### Records for processing
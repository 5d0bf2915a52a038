//! Outcome of a refresh run

use crate::error::{RcaError, UnifiedError};
use crate::incident::Incident;
use std::fmt;
use tracing::info;

/// Step of the per-incident pipeline that failed
#[derive(Debug, Clone, Copy, PartialEq, Eq)]
pub enum FailureStage {
    /// Probing events and follow-ups for recent activity
    Activity,
    /// Waiting for a worker slot, or the task never reported back
    Dispatch,
    /// Fetching the incident timeline
    Events,
    /// Generating the summary
    Summarize,
    /// Writing the summary back
    Write,
    /// The task panicked
    Panic,
}

impl fmt::Display for FailureStage {
    fn fmt(&self, f: &mut fmt::Formatter<'_>) -> fmt::Result {
        let name = match self {
            FailureStage::Activity => "activity",
            FailureStage::Dispatch => "dispatch",
            FailureStage::Events => "events",
            FailureStage::Summarize => "summarize",
            FailureStage::Write => "write",
            FailureStage::Panic => "panic",
        };
        f.write_str(name)
    }
}

/// One incident that could not be refreshed
#[derive(Debug, Clone)]
pub struct TaskFailure {
    /// Store-internal id
    pub id: String,
    /// Public id
    pub incident_id: String,
    pub stage: FailureStage,
    pub error: RcaError,
}

impl TaskFailure {
    pub fn new(incident: &Incident, stage: FailureStage, error: RcaError) -> Self {
        Self {
            id: incident.id.clone(),
            incident_id: incident.incident_id.clone(),
            stage,
            error,
        }
    }
}

impl fmt::Display for TaskFailure {
    fn fmt(&self, f: &mut fmt::Formatter<'_>) -> fmt::Result {
        write!(
            f,
            "{} [{}] {}: {}",
            self.incident_id,
            self.stage,
            self.error.error_code(),
            self.error
        )
    }
}

/// Counts and failures for one run.
///
/// `total` is the number of incidents listed; every one of them ends up in
/// exactly one of `skipped`, `summarized` or `failed`.
#[derive(Debug, Clone, Default)]
pub struct RunReport {
    pub total: usize,
    pub skipped: usize,
    pub summarized: usize,
    pub failed: usize,
    pub failures: Vec<TaskFailure>,
}

impl RunReport {
    pub fn new(total: usize) -> Self {
        Self {
            total,
            ..Self::default()
        }
    }

    pub fn record_skipped(&mut self) {
        self.skipped += 1;
    }

    pub fn record_success(&mut self) {
        self.summarized += 1;
    }

    pub fn record_failure(&mut self, failure: TaskFailure) {
        self.failed += 1;
        self.failures.push(failure);
    }

    /// Incidents that went through the refresh pipeline
    pub fn attempted(&self) -> usize {
        self.summarized + self.failed
    }

    pub fn is_clean(&self) -> bool {
        self.failures.is_empty()
    }

    pub fn failed_ids(&self) -> Vec<&str> {
        self.failures.iter().map(|f| f.incident_id.as_str()).collect()
    }

    pub(crate) fn log_summary(&self) {
        if self.skipped > 0 {
            info!("{} incidents skipped, summaries up-to-date", self.skipped);
        }
        info!(
            "incident summarization worker completed ({} total, {} errors, {} successes)",
            self.total, self.failed, self.summarized
        );
    }
}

### What needs to be done
Go through the records. Copy each line where "back" appears.

### Result of the task
    /// Waiting for a worker slot, or the task never reported back
    /// Writing the summary back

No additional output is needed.